"Gee, I wonder what this is about," another teammate said later, interrupting Esasky in an interview. "You've finally decided to come out of the closet?"
"They joke about it. They'll ask me if this bothers me," says Esasky, thrusting his hands out in front of him. "But they care. If you can't laugh about it, it will wear you out."
He had kept that in mind when his children came home from school in Marietta, where their father was supposed to be a baseball savior of sorts. "It's almost like they don't have lives of their own," says Esasky. "Instead of saying, 'Hi, Kimberly,' or 'Hi, Jennifer,' the first thing people say to them is, 'How's your dad?' or 'What's your dad doing?' "
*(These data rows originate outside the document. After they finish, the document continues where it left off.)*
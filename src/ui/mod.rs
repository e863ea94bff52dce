pub mod format;
pub mod panels;
pub mod plot;
pub mod table;
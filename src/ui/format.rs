// ---------------------------------------------------------------------------
// Display formatting for raw engine values
// ---------------------------------------------------------------------------

/// `150000.0` → `"$150,000.00"`.
pub fn format_usd(value: f64) -> String {
    if !value.is_finite() {
        return "n/a".to_string();
    }

    let cents = (value * 100.0).round();
    let sign = if cents < 0.0 { "-" } else { "" };
    let cents = cents.abs() as u128;

    format!("{sign}${}.{:02}", group_thousands(cents / 100), cents % 100)
}

fn group_thousands(n: u128) -> String {
    let digits = n.to_string();
    let mut out = String::with_capacity(digits.len() + digits.len() / 3);
    for (i, ch) in digits.chars().enumerate() {
        if i > 0 && (digits.len() - i) % 3 == 0 {
            out.push(',');
        }
        out.push(ch);
    }
    out
}

#[cfg(test)]
mod tests {
    use super::*;

    #[test]
    fn groups_and_rounds() {
        assert_eq!(format_usd(150000.0), "$150,000.00");
        assert_eq!(format_usd(1234.567), "$1,234.57");
        assert_eq!(format_usd(999.999), "$1,000.00");
        assert_eq!(format_usd(0.0), "$0.00");
        assert_eq!(format_usd(12.5), "$12.50");
        assert_eq!(format_usd(1_000_000_000.0), "$1,000,000,000.00");
    }

    #[test]
    fn negative_and_non_finite() {
        assert_eq!(format_usd(-1500.0), "-$1,500.00");
        assert_eq!(format_usd(f64::NAN), "n/a");
    }
}
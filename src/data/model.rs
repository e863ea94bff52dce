use serde::Serialize;

// ---------------------------------------------------------------------------
// SalaryRecord – one validated row of the source file
// ---------------------------------------------------------------------------

/// A single compensation record (one row of the source CSV).
///
/// Built once by the loader and never mutated afterwards.
#[derive(Debug, Clone, PartialEq)]
pub struct SalaryRecord {
    /// Four-digit calendar year the salary was paid in.
    pub work_year: i32,
    pub experience_level: String,
    pub employment_type: String,
    /// Free-text job title, used as a grouping key.
    pub job_title: String,
    /// Gross salary in `salary_currency`.
    pub salary: f64,
    pub salary_currency: String,
    /// Salary converted to USD – the only salary the engine aggregates.
    pub salary_in_usd: f64,
    pub employee_residence: String,
    /// Share of remote work in percent (0, 50 or 100 in practice).
    pub remote_ratio: u8,
    pub company_location: String,
    pub company_size: String,
}

// ---------------------------------------------------------------------------
// Derived aggregates
// ---------------------------------------------------------------------------

/// Job count and mean USD salary for one `work_year`.
#[derive(Debug, Clone, PartialEq, Serialize)]
#[serde(rename_all = "camelCase")]
pub struct YearlySummary {
    pub year: i32,
    /// Always at least 1: years without records never get a summary.
    pub total_jobs: usize,
    pub average_salary: f64,
}

/// How many jobs carry a given title within one selected year.
#[derive(Debug, Clone, PartialEq, Eq, Hash, Serialize)]
#[serde(rename_all = "camelCase")]
pub struct JobTitleBreakdown {
    pub job_title: String,
    pub total_jobs: usize,
}
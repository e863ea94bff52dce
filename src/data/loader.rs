use std::path::Path;
use std::str::FromStr;

use csv::{StringRecord, Trim};
use thiserror::Error;

use super::model::SalaryRecord;

// ---------------------------------------------------------------------------
// Errors
// ---------------------------------------------------------------------------

/// Failure of a whole load.  No partially initialised dataset is returned.
#[derive(Debug, Error)]
pub enum LoadError {
    /// Source could not be read, or holds no data rows.
    #[error("dataset unavailable: {0}")]
    Unavailable(String),

    #[error("header is missing required column '{0}'")]
    MissingColumn(&'static str),

    #[error("unreadable header row: {0}")]
    Header(#[source] csv::Error),
}

/// Why a single row was dropped.  Never aborts a load; only counted.
#[derive(Debug, Error, PartialEq)]
pub enum RowParseError {
    #[error("line {line}: column '{field}' is missing")]
    MissingField { line: u64, field: &'static str },

    #[error("line {line}: '{value}' is not a valid {field}")]
    InvalidNumber {
        line: u64,
        field: &'static str,
        value: String,
    },

    #[error("line {line}: {field} value {value} is out of range")]
    OutOfRange {
        line: u64,
        field: &'static str,
        value: String,
    },

    /// The csv reader rejected the line.  Input is already `&str` and the
    /// reader is flexible, so this only guards against future reader changes.
    #[error("line {line}: undecodable row: {reason}")]
    Undecodable { line: u64, reason: String },
}

// ---------------------------------------------------------------------------
// Options and result
// ---------------------------------------------------------------------------

/// Reader settings for delimited input.
#[derive(Debug, Clone, Copy)]
pub struct LoadOptions {
    pub delimiter: u8,
}

impl Default for LoadOptions {
    fn default() -> Self {
        Self { delimiter: b',' }
    }
}

/// Outcome of a successful load.
#[derive(Debug, Clone, Default)]
pub struct LoadReport {
    /// Valid records, in source order.
    pub records: Vec<SalaryRecord>,
    /// Rows excluded because a field failed validation.
    pub skipped_rows: usize,
}

// ---------------------------------------------------------------------------
// Public entry-points
// ---------------------------------------------------------------------------

/// Parse salary records from raw delimited text with default options.
pub fn load(raw_text: &str) -> Result<LoadReport, LoadError> {
    load_with(raw_text, &LoadOptions::default())
}

/// Read a file and parse it.  An unreadable file counts as unavailable.
pub fn load_file(path: &Path, options: &LoadOptions) -> Result<LoadReport, LoadError> {
    let text = std::fs::read_to_string(path).map_err(|e| {
        LoadError::Unavailable(format!("cannot read {}: {e}", path.display()))
    })?;
    load_with(&text, options)
}

/// CSV layout: a header row naming the eleven salary columns (any order),
/// followed by one row per job.  Extra columns are ignored.
///
/// Every physical line is one record: a quote left open never runs into the
/// following lines.  Lines with no content (blank, or only delimiters and
/// whitespace) are not rows.
pub fn load_with(raw_text: &str, options: &LoadOptions) -> Result<LoadReport, LoadError> {
    let mut rows = raw_text
        .lines()
        .enumerate()
        .map(|(i, text)| (i as u64 + 1, split_line(text, options)))
        .filter(|(_, row)| !matches!(row, Ok(fields) if is_blank(fields)));

    let Some((_, header)) = rows.next() else {
        return Err(LoadError::Unavailable("input is empty".into()));
    };
    let columns = ColumnIndex::from_headers(&header.map_err(LoadError::Header)?)?;

    let mut report = LoadReport::default();
    let mut data_rows = 0usize;

    for (line, row) in rows {
        data_rows += 1;
        let parsed = row
            .map_err(|e| RowParseError::Undecodable {
                line,
                reason: e.to_string(),
            })
            .and_then(|fields| columns.parse_row(&fields, line));

        match parsed {
            Ok(record) => report.records.push(record),
            Err(e) => {
                log::debug!("Skipping row: {e}");
                report.skipped_rows += 1;
            }
        }
    }

    if data_rows == 0 {
        return Err(LoadError::Unavailable("no data rows after header".into()));
    }

    if report.skipped_rows > 0 {
        log::warn!(
            "{} of {data_rows} rows skipped during load",
            report.skipped_rows
        );
    }
    log::info!("Parsed {} salary records", report.records.len());

    Ok(report)
}

/// Split one physical line into trimmed fields.
fn split_line(text: &str, options: &LoadOptions) -> Result<StringRecord, csv::Error> {
    let mut reader = csv::ReaderBuilder::new()
        .has_headers(false)
        .delimiter(options.delimiter)
        .flexible(true)
        .trim(Trim::All)
        .from_reader(text.as_bytes());
    let mut fields = StringRecord::new();
    reader.read_record(&mut fields)?;
    Ok(fields)
}

fn is_blank(fields: &StringRecord) -> bool {
    fields.iter().all(str::is_empty)
}

// ---------------------------------------------------------------------------
// Schema: header name → column position
// ---------------------------------------------------------------------------

const WORK_YEAR: &str = "work_year";
const EXPERIENCE_LEVEL: &str = "experience_level";
const EMPLOYMENT_TYPE: &str = "employment_type";
const JOB_TITLE: &str = "job_title";
const SALARY: &str = "salary";
const SALARY_CURRENCY: &str = "salary_currency";
const SALARY_IN_USD: &str = "salary_in_usd";
const EMPLOYEE_RESIDENCE: &str = "employee_residence";
const REMOTE_RATIO: &str = "remote_ratio";
const COMPANY_LOCATION: &str = "company_location";
const COMPANY_SIZE: &str = "company_size";

/// Positions of the required columns as declared by the header row.
#[derive(Debug)]
struct ColumnIndex {
    work_year: usize,
    experience_level: usize,
    employment_type: usize,
    job_title: usize,
    salary: usize,
    salary_currency: usize,
    salary_in_usd: usize,
    employee_residence: usize,
    remote_ratio: usize,
    company_location: usize,
    company_size: usize,
}

impl ColumnIndex {
    fn from_headers(headers: &StringRecord) -> Result<Self, LoadError> {
        let find = |name: &'static str| {
            headers
                .iter()
                .position(|h| h.trim_start_matches('\u{feff}').trim() == name)
                .ok_or(LoadError::MissingColumn(name))
        };

        Ok(Self {
            work_year: find(WORK_YEAR)?,
            experience_level: find(EXPERIENCE_LEVEL)?,
            employment_type: find(EMPLOYMENT_TYPE)?,
            job_title: find(JOB_TITLE)?,
            salary: find(SALARY)?,
            salary_currency: find(SALARY_CURRENCY)?,
            salary_in_usd: find(SALARY_IN_USD)?,
            employee_residence: find(EMPLOYEE_RESIDENCE)?,
            remote_ratio: find(REMOTE_RATIO)?,
            company_location: find(COMPANY_LOCATION)?,
            company_size: find(COMPANY_SIZE)?,
        })
    }

    fn parse_row(&self, row: &StringRecord, line: u64) -> Result<SalaryRecord, RowParseError> {
        let cells = Cells { row, line };

        let work_year: i32 = cells.integer(self.work_year, WORK_YEAR)?;
        if !(1000..=9999).contains(&work_year) {
            return Err(cells.out_of_range(WORK_YEAR, work_year));
        }

        let remote_ratio: u8 = cells.integer(self.remote_ratio, REMOTE_RATIO)?;
        if remote_ratio > 100 {
            return Err(cells.out_of_range(REMOTE_RATIO, remote_ratio));
        }

        Ok(SalaryRecord {
            work_year,
            experience_level: cells.text(self.experience_level, EXPERIENCE_LEVEL)?,
            employment_type: cells.text(self.employment_type, EMPLOYMENT_TYPE)?,
            job_title: cells.text(self.job_title, JOB_TITLE)?,
            salary: cells.amount(self.salary, SALARY)?,
            salary_currency: cells.text(self.salary_currency, SALARY_CURRENCY)?,
            salary_in_usd: cells.amount(self.salary_in_usd, SALARY_IN_USD)?,
            employee_residence: cells.text(self.employee_residence, EMPLOYEE_RESIDENCE)?,
            remote_ratio,
            company_location: cells.text(self.company_location, COMPANY_LOCATION)?,
            company_size: cells.text(self.company_size, COMPANY_SIZE)?,
        })
    }
}

// -- Per-field conversion helpers --

struct Cells<'r> {
    row: &'r StringRecord,
    line: u64,
}

impl Cells<'_> {
    fn raw(&self, idx: usize, field: &'static str) -> Result<&str, RowParseError> {
        self.row.get(idx).ok_or(RowParseError::MissingField {
            line: self.line,
            field,
        })
    }

    fn text(&self, idx: usize, field: &'static str) -> Result<String, RowParseError> {
        self.raw(idx, field).map(str::to_string)
    }

    fn integer<T: FromStr>(&self, idx: usize, field: &'static str) -> Result<T, RowParseError> {
        let raw = self.raw(idx, field)?;
        raw.parse::<T>().map_err(|_| self.invalid(field, raw))
    }

    /// Non-negative, finite decimal amount.
    fn amount(&self, idx: usize, field: &'static str) -> Result<f64, RowParseError> {
        let raw = self.raw(idx, field)?;
        let value: f64 = raw.parse().map_err(|_| self.invalid(field, raw))?;
        if value.is_finite() && value >= 0.0 {
            Ok(value)
        } else {
            Err(self.out_of_range(field, raw))
        }
    }

    fn invalid(&self, field: &'static str, raw: &str) -> RowParseError {
        RowParseError::InvalidNumber {
            line: self.line,
            field,
            value: raw.to_string(),
        }
    }

    fn out_of_range(&self, field: &'static str, value: impl ToString) -> RowParseError {
        RowParseError::OutOfRange {
            line: self.line,
            field,
            value: value.to_string(),
        }
    }
}

// ---------------------------------------------------------------------------
// Tests
// ---------------------------------------------------------------------------
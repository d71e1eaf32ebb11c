//! Units of crawl work
//!
//! A crawl is a tree of `CrawlTarget`s: the root one built from the caller's
//! URL and destination, the rest produced by directory listings.

use std::path::{Path, PathBuf};

use url::Url;

use crate::core::error::Result;

/// What a URL turned out to be
#[derive(Debug, Clone, Copy, PartialEq, Eq)]
pub enum UrlKind {
    /// Download it directly
    File,
    /// A listing page to descend into
    Directory,
    /// Could not be fetched; the branch is skipped
    Unreachable,
}

/// A remote resource and the local path it should land at
#[derive(Debug, Clone, PartialEq, Eq)]
pub struct CrawlTarget {
    pub url: Url,
    pub path: PathBuf,
}

impl CrawlTarget {
    pub fn new(url: Url, path: impl Into<PathBuf>) -> Self {
        Self {
            url,
            path: path.into(),
        }
    }

    /// Builds the root target from caller input, rejecting relative or malformed URLs.
    pub fn root(url: &str, path: impl AsRef<Path>) -> Result<Self> {
        let url = Url::parse(url.trim())?;
        Ok(Self::new(url, path.as_ref()))
    }
}

/// Derives a default destination name from a URL: the last non-empty path
/// segment (percent-decoded), falling back to the host name.
pub fn default_destination(url: &Url) -> String {
    let segment = url
        .path_segments()
        .and_then(|mut segments| segments.rfind(|s| !s.is_empty()))
        .map(|s| String::from_utf8_lossy(&urlencoding::decode_binary(s.as_bytes())).into_owned())
        .filter(|s| s != "." && s != ".." && !s.contains('/'));

    match segment {
        Some(name) => name,
        None => url.host_str().unwrap_or("index").to_string(),
    }
}
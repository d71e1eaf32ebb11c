//! Core library modules for index-crawler
//!
//! This module contains the internal implementation details of the index-crawler library.

pub mod error;
pub mod target;
pub mod transport;
pub mod listing;
pub mod classify;
pub mod crawler;

#[cfg(test)]
pub(crate) mod testing;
Esasky understood when the Braves signed free-agent first baseman Sid Bream to a three-year, $5.6 million contract in December. And he has tried to keep his good humor while reading the bricks of mail that continue to wall his home and lockers. "Some people say they can't get out of bed for three days. Some are totally incapacitated. One said, 'I went to all these doctors, I went out of the country, I spent $50,000, and I'm still having this problem. If you ever find what can help you, please let me know. Here's my name and address.' Another guy wrote to say he's had this problem for many years, he has to live with it, but he has a positive outlook. So some of the letters have made me feel like I can handle this; others make me feel like, man, this thing could last all my life."
Then he says something that, in this spring of swollen egos and arbitrations and renegotiations, is almost startling. "Either way, I will be taken care of," Esasky says. "This has taught me that there are a lot of people out there with problems much worse than mine."
And for just a minute you think that maybe his perspective is the right one, and everyone else's needs readjusting.